Schritt 7: Handle konsistent
Der schwierigste Schritt. Viele sagen „Ich brauche Klarheit“, bleiben aber genauso verfügbar wie vorher. Konsistenz zeigt, dass du dich ernst nimmst.
Beispiele aus dem Alltag (D/A): So kann es aussehen
Damit du es leichter auf deine Situation übertragen kannst, hier drei typische Szenarien, wie sie in Deutschland und Österreich häufig vorkommen.
Szenario 1: Großstadt-Dating in Berlin, München oder Wien
Ihr trefft euch seit zwei Monaten, beide habt anspruchsvolle Jobs, viel Social Life. Es ist intensiv, aber unverbindlich. In Großstädten ist die Auswahl groß – und damit auch die Versuchung, Optionen offen zu halten. Hier hilft besonders:
- Exklusivität klar ansprechen
- Treffen planen statt nur „spontan“
- Deine Priorität definieren: Beziehung oder „Urban Casual“?
Szenario 2: Fernbeziehung zwischen Bundesländern oder nach Österreich/Deutschland
Ihr seht euch nur alle zwei bis drei Wochen, dazwischen viel Chat.
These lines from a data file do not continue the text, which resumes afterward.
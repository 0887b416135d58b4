#![cfg(target_arch = "wasm32")]
use crate::core::dodge::{DodgeEngine, DodgeParams, PointerState};
use instant::Instant;
use std::cell::RefCell;
use std::rc::Rc;
use wasm_bindgen::prelude::*;
use web_sys as web;

mod core;
mod dom;
mod events;
mod frame;
mod view;

#[wasm_bindgen(start)]
pub fn start() -> Result<(), JsValue> {
    console_error_panic_hook::set_once();
    console_log::init_with_level(log::Level::Info).ok();
    log::info!("shoo-web starting");

    if let Err(e) = init() {
        log::error!("init error: {:?}", e);
    }
    Ok(())
}

fn init() -> anyhow::Result<()> {
    let window = web::window().ok_or_else(|| anyhow::anyhow!("no window"))?;
    let document = window
        .document()
        .ok_or_else(|| anyhow::anyhow!("no document"))?;

    let pointer = Rc::new(RefCell::new(PointerState::default()));

    // Document-level wiring works regardless of which cards this page has.
    events::wire_input_handlers(events::InputWiring {
        document: document.clone(),
        pointer: pointer.clone(),
    });

    // Without the dodge target the celebration path above still runs.
    let button = match document.get_element_by_id("btn-no") {
        Some(el) => el,
        None => {
            log::warn!("[dodge] no #btn-no on this page; dodge loop disabled");
            return Ok(());
        }
    };

    let seed = (js_sys::Math::random() * u64::MAX as f64) as u64;
    let engine = Rc::new(RefCell::new(DodgeEngine::new(DodgeParams::default(), seed)));
    log::info!(
        "[dodge] engine ready; {} phrases in the pool",
        engine.borrow().params.phrases.len()
    );

    let frame_ctx = Rc::new(RefCell::new(frame::FrameContext {
        engine: engine.clone(),
        pointer: pointer.clone(),
        document,
        button,
        started: Instant::now(),
        events: Vec::new(),
    }));
    frame::start_loop(frame_ctx);

    Ok(())
}
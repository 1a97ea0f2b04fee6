use std::collections::HashMap;
use std::fs::File;
use std::io::{BufRead, BufReader, Read};

use camino::Utf8Path;
use flate2::read::GzDecoder;
use serde::{Deserialize, Serialize};

use crate::cache::SnapshotCache;
use crate::error::GenesymError;

/// Identifier -> name table built from one reference source.
///
/// Duplicate identifiers within a source overwrite earlier entries: the
/// last line of the file wins.
#[derive(Debug, Clone, Default, PartialEq, Eq, Serialize, Deserialize)]
pub struct AnnotationMap {
    entries: HashMap<String, String>,
}

impl AnnotationMap {
    pub fn insert(&mut self, gene_id: String, name: String) {
        self.entries.insert(gene_id, name);
    }

    pub fn get(&self, gene_id: &str) -> Option<&str> {
        self.entries.get(gene_id).map(String::as_str)
    }

    pub fn contains(&self, gene_id: &str) -> bool {
        self.entries.contains_key(gene_id)
    }

    pub fn len(&self) -> usize {
        self.entries.len()
    }

    pub fn is_empty(&self) -> bool {
        self.entries.is_empty()
    }

    pub fn iter(&self) -> impl Iterator<Item = (&str, &str)> {
        self.entries
            .iter()
            .map(|(id, name)| (id.as_str(), name.as_str()))
    }
}

impl FromIterator<(String, String)> for AnnotationMap {
    fn from_iter<T: IntoIterator<Item = (String, String)>>(iter: T) -> Self {
        Self {
            entries: iter.into_iter().collect(),
        }
    }
}

/// Which attribute keys of column 9 carry the identifier and the name.
#[derive(Debug, Clone, Copy, PartialEq, Eq)]
pub struct AttributeSchema {
    pub id_key: &'static str,
    pub name_key: &'static str,
}

impl AttributeSchema {
    pub const ENSEMBL: Self = Self {
        id_key: "gene_id",
        name_key: "Name",
    };

    pub const GENCODE: Self = Self {
        id_key: "ID",
        name_key: "gene_name",
    };
}

/// Load an annotation table, preferring a cache snapshot over a fresh
/// parse. A freshly parsed table is snapshotted exactly once.
pub fn load_annotation(
    path: &Utf8Path,
    schema: AttributeSchema,
    cache: &SnapshotCache,
) -> Result<AnnotationMap, GenesymError> {
    if let Some(map) = cache.get(path)? {
        tracing::info!(path = %path, entries = map.len(), "loaded annotation table from snapshot");
        return Ok(map);
    }
    let map = parse_annotation(path, schema)?;
    cache.put(path, &map)?;
    tracing::info!(path = %path, entries = map.len(), "parsed annotation table");
    Ok(map)
}

/// Parse a tab-separated annotation file (GFF3-like) into a table.
///
/// `#`-prefixed lines are skipped. Every other line must carry at least
/// 9 tab-separated fields; the 9th holds `;`-separated `key=value`
/// attribute tokens. Lines without the schema's id key are skipped with
/// a warning, never keyed on the empty string.
pub fn parse_annotation(
    path: &Utf8Path,
    schema: AttributeSchema,
) -> Result<AnnotationMap, GenesymError> {
    let reader = open_reader(path)?;
    let mut map = AnnotationMap::default();

    for (index, line) in reader.lines().enumerate() {
        let line =
            line.map_err(|err| GenesymError::FileOpen(path.to_path_buf(), err.to_string()))?;
        if line.starts_with('#') {
            continue;
        }

        let number = index + 1;
        let fields: Vec<&str> = line.split('\t').collect();
        if fields.len() < 9 {
            return Err(GenesymError::AnnotationParse {
                path: path.to_path_buf(),
                line: number,
                reason: format!("expected 9 tab-separated fields, found {}", fields.len()),
            });
        }

        let mut gene_id: Option<&str> = None;
        let mut gene_name: Option<&str> = None;
        for token in fields[8].split(';') {
            if token.is_empty() {
                continue;
            }
            let (key, value) = token.split_once('=').ok_or_else(|| {
                GenesymError::AnnotationParse {
                    path: path.to_path_buf(),
                    line: number,
                    reason: format!("attribute token without '=': {token}"),
                }
            })?;
            if key == schema.id_key {
                gene_id = Some(value);
            } else if key == schema.name_key {
                gene_name = Some(value);
            }
        }

        match gene_id {
            Some(id) => {
                map.insert(id.to_string(), gene_name.unwrap_or_default().to_string());
            }
            None => {
                tracing::warn!(
                    path = %path,
                    line = number,
                    key = schema.id_key,
                    "feature line without identifier attribute, skipped"
                );
            }
        }
    }

    Ok(map)
}

fn open_reader(path: &Utf8Path) -> Result<Box<dyn BufRead>, GenesymError> {
    let file = File::open(path.as_std_path())
        .map_err(|err| GenesymError::FileOpen(path.to_path_buf(), err.to_string()))?;
    let reader: Box<dyn Read> = if path.extension() == Some("gz") {
        Box::new(GzDecoder::new(file))
    } else {
        Box::new(file)
    };
    Ok(Box::new(BufReader::new(reader)))
}
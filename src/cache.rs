use std::fs::File;
use std::io::{BufReader, BufWriter, Write};

use camino::{Utf8Path, Utf8PathBuf};
use serde::{Deserialize, Serialize};

use crate::annotation::AnnotationMap;
use crate::error::GenesymError;

/// Snapshot format version. Bump when the on-disk layout changes.
const SNAPSHOT_VERSION: u32 = 1;

/// Suffix appended to the source file name to locate its snapshot.
pub const SNAPSHOT_SUFFIX: &str = "cache";

#[derive(Debug, Serialize, Deserialize)]
struct Snapshot {
    version: u32,
    source: String,
    created_at: String,
    map: AnnotationMap,
}

/// On-disk cache of parsed annotation tables, keyed by source path.
///
/// A snapshot is served as long as its file exists. There is no
/// staleness check against the source file; delete the snapshot to
/// force a re-parse.
#[derive(Debug, Clone, Copy, Default)]
pub struct SnapshotCache;

impl SnapshotCache {
    pub fn new() -> Self {
        Self
    }

    pub fn snapshot_path(source: &Utf8Path) -> Utf8PathBuf {
        Utf8PathBuf::from(format!("{source}.{SNAPSHOT_SUFFIX}"))
    }

    pub fn get(&self, source: &Utf8Path) -> Result<Option<AnnotationMap>, GenesymError> {
        let path = Self::snapshot_path(source);
        if !path.as_std_path().exists() {
            return Ok(None);
        }

        let file = File::open(path.as_std_path())
            .map_err(|err| GenesymError::CacheRead(path.clone(), err.to_string()))?;
        let snapshot: Snapshot = bincode::deserialize_from(BufReader::new(file))
            .map_err(|err| GenesymError::CacheRead(path.clone(), err.to_string()))?;

        if snapshot.version != SNAPSHOT_VERSION {
            return Err(GenesymError::CacheVersion {
                path,
                found: snapshot.version,
                expected: SNAPSHOT_VERSION,
            });
        }

        Ok(Some(snapshot.map))
    }

    pub fn put(&self, source: &Utf8Path, map: &AnnotationMap) -> Result<(), GenesymError> {
        let path = Self::snapshot_path(source);
        let snapshot = Snapshot {
            version: SNAPSHOT_VERSION,
            source: source.to_string(),
            created_at: chrono::Utc::now().to_rfc3339(),
            map: map.clone(),
        };

        let dir = match path.parent() {
            Some(parent) if !parent.as_str().is_empty() => parent,
            _ => Utf8Path::new("."),
        };
        let mut temp = tempfile::Builder::new()
            .prefix("genesym-snapshot")
            .tempfile_in(dir.as_std_path())
            .map_err(|err| GenesymError::CacheWrite(path.clone(), err.to_string()))?;
        {
            let mut writer = BufWriter::new(temp.as_file_mut());
            bincode::serialize_into(&mut writer, &snapshot)
                .map_err(|err| GenesymError::CacheWrite(path.clone(), err.to_string()))?;
            writer
                .flush()
                .map_err(|err| GenesymError::CacheWrite(path.clone(), err.to_string()))?;
        }
        temp.persist(path.as_std_path())
            .map_err(|err| GenesymError::CacheWrite(path.clone(), err.to_string()))?;
        Ok(())
    }
}
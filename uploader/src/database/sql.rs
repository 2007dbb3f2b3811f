//! SQL text generation for DDL and batched inserts.
//!
//! Statements are built per [`Driver`]: identifier quoting and placeholder
//! style differ, the statement shapes do not.

use crate::error::{DatabaseError, DatabaseResult};
use crate::models::{ColumnMapping, ColumnType, Record, SqlValue};

use super::options::Driver;

/// Quote an identifier for the driver, doubling any embedded quote.
pub fn quote_ident(driver: Driver, name: &str) -> String {
    let quote = match driver {
        Driver::MySql => '`',
        Driver::Postgres | Driver::Sqlite => '"',
    };
    let escaped = name.replace(quote, &format!("{}{}", quote, quote));
    format!("{}{}{}", quote, escaped, quote)
}

/// Storage type of a logical column type.
pub fn column_type_sql(driver: Driver, column_type: ColumnType) -> &'static str {
    match (driver, column_type) {
        (_, ColumnType::Integer) => "INTEGER",
        (Driver::Sqlite, ColumnType::String) => "TEXT",
        (Driver::MySql | Driver::Postgres, ColumnType::String) => "VARCHAR(255)",
    }
}

/// `CREATE TABLE IF NOT EXISTS` for a column mapping, columns in mapping order.
pub fn create_table_sql(driver: Driver, table: &str, mapping: &ColumnMapping) -> String {
    let columns: Vec<String> = mapping
        .iter()
        .map(|(name, spec)| {
            let mut column = format!(
                "{} {}",
                quote_ident(driver, name),
                column_type_sql(driver, spec.column_type)
            );
            if !spec.nullable {
                column.push_str(" NOT NULL");
            }
            if spec.unique {
                column.push_str(" UNIQUE");
            }
            column
        })
        .collect();

    format!(
        "CREATE TABLE IF NOT EXISTS {} ({})",
        quote_ident(driver, table),
        columns.join(", ")
    )
}

/// Probe query used to check that a table exists.
pub fn table_exists_sql(driver: Driver, table: &str) -> String {
    format!("SELECT 1 FROM {} LIMIT 1", quote_ident(driver, table))
}

/// Fail unless every record lists the same columns, in the same order, as the first.
pub fn check_batch(rows: &[Record]) -> DatabaseResult<()> {
    let Some(first) = rows.first() else {
        return Ok(());
    };

    match rows.iter().position(|row| !row.same_columns(first)) {
        None => Ok(()),
        Some(index) => Err(DatabaseError::MismatchedBatch {
            index,
            expected: first.columns().collect::<Vec<_>>().join(", "),
            found: rows[index].columns().collect::<Vec<_>>().join(", "),
        }),
    }
}

/// Multi-row `INSERT` for a batch.
///
/// `NULL` values are written inline; every other value gets a placeholder,
/// numbered from 1 on PostgreSQL. Bind values in the order of
/// [`bound_values`].
pub fn insert_sql(driver: Driver, table: &str, rows: &[Record]) -> String {
    let columns = rows
        .first()
        .map(|r| {
            r.columns()
                .map(|c| quote_ident(driver, c))
                .collect::<Vec<_>>()
                .join(", ")
        })
        .unwrap_or_default();

    let mut index = 0;
    let tuples: Vec<String> = rows
        .iter()
        .map(|row| {
            let values: Vec<String> = row
                .values()
                .map(|value| match value {
                    SqlValue::Null => "NULL".to_string(),
                    _ => {
                        index += 1;
                        match driver {
                            Driver::Postgres => format!("${}", index),
                            Driver::MySql | Driver::Sqlite => "?".to_string(),
                        }
                    }
                })
                .collect();
            format!("({})", values.join(", "))
        })
        .collect();

    format!(
        "INSERT INTO {} ({}) VALUES {}",
        quote_ident(driver, table),
        columns,
        tuples.join(", ")
    )
}

/// Values that need a placeholder, in statement order.
pub fn bound_values(rows: &[Record]) -> impl Iterator<Item = &SqlValue> {
    rows.iter()
        .flat_map(|row| row.values())
        .filter(|v| !matches!(v, SqlValue::Null))
}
Ohne Definition entstehen schnell Missverständnisse: Ist das Dating? Ist das schon eine Partnerschaft? Gerade bei Distanz sind Absprachen essenziell:
- Wie oft telefoniert ihr?
- Seid ihr exklusiv?
- Wie wird der nächste Besuch geplant?
Szenario 3: „Freundeskreis-Dynamik“ in kleineren Städten
Ihr kennt euch über Freund:innen, wollt kein Drama in der Gruppe, also bleibt alles unausgesprochen. Das ist verständlich – aber riskant. Ein diskretes, klares Gespräch unter vier Augen ist hier Gold wert, um Gerüchte und verletzte Gefühle zu vermeiden.
FAQ: Häufige Fragen zur undefinierten Beziehung
Wie lange ist „normal“, bis man definiert?
Es gibt keine feste Regel. Viele Menschen klären nach einigen Wochen bis wenigen Monaten, ob sie exklusiv sind und wohin es geht. Wenn du nach 2–3 Monaten regelmäßigem Kontakt starke Unsicherheit spürst, ist es sehr legitim, darüber zu sprechen.
Kann eine Beziehung ohne klare Definition zu echter Partnerschaft werden?
Ja – wenn beide grundsätzlich Bindung wollen und nur Timing oder Kommunikation fehlen. Wenn jedoch eine Person wiederholt Verbindlichkeit ablehnt, wird es eher nicht „automatisch“ zur festen Beziehung.
Was, wenn ich Angst habe, die Person zu verlieren?
Diese Angst ist menschlich. Aber: Wenn Klarheit die Verbindung zerstört, war sie vermutlich schon nicht stabil genug für deine Bedürfnisse. Du verlierst dann nicht „die Liebe“, sondern eine Situation, die dich dauerhaft verunsichert.
Was ist der Unterschied zwischen Geduld und Selbstaufgabe?
Geduld heißt: Du gibst Zeit, während du respektiert wirst und es Entwicklung gibt. Selbstaufgabe heißt: Du hoffst, während deine Bedürfnisse dauerhaft verschoben oder klein geredet werden.
Fazit: Klarheit ist kein Luxus, sondern Beziehungskompetenz
Eine Beziehung ohne klare Definition kann eine Übergangsphase sein – oder ein Dauerzustand, der dich emotional auslaugt. Entscheidend ist nicht, ob ihr ein Label habt, sondern ob deine Bedürfnisse nach Respekt, Verlässlichkeit und Transparenz erfüllt werden. Klarheit entsteht, wenn du dir selbst ehrlich begegnest, mutig kommunizierst und bereit bist, Konsequenzen zu ziehen – in welche Richtung auch immer.
Wenn du dir heute nur eine Sache mitnimmst, dann diese: Du darfst Nähe wollen – und du darfst Sicherheit wollen. Das ist nicht „zu viel“. Das ist erwachsen.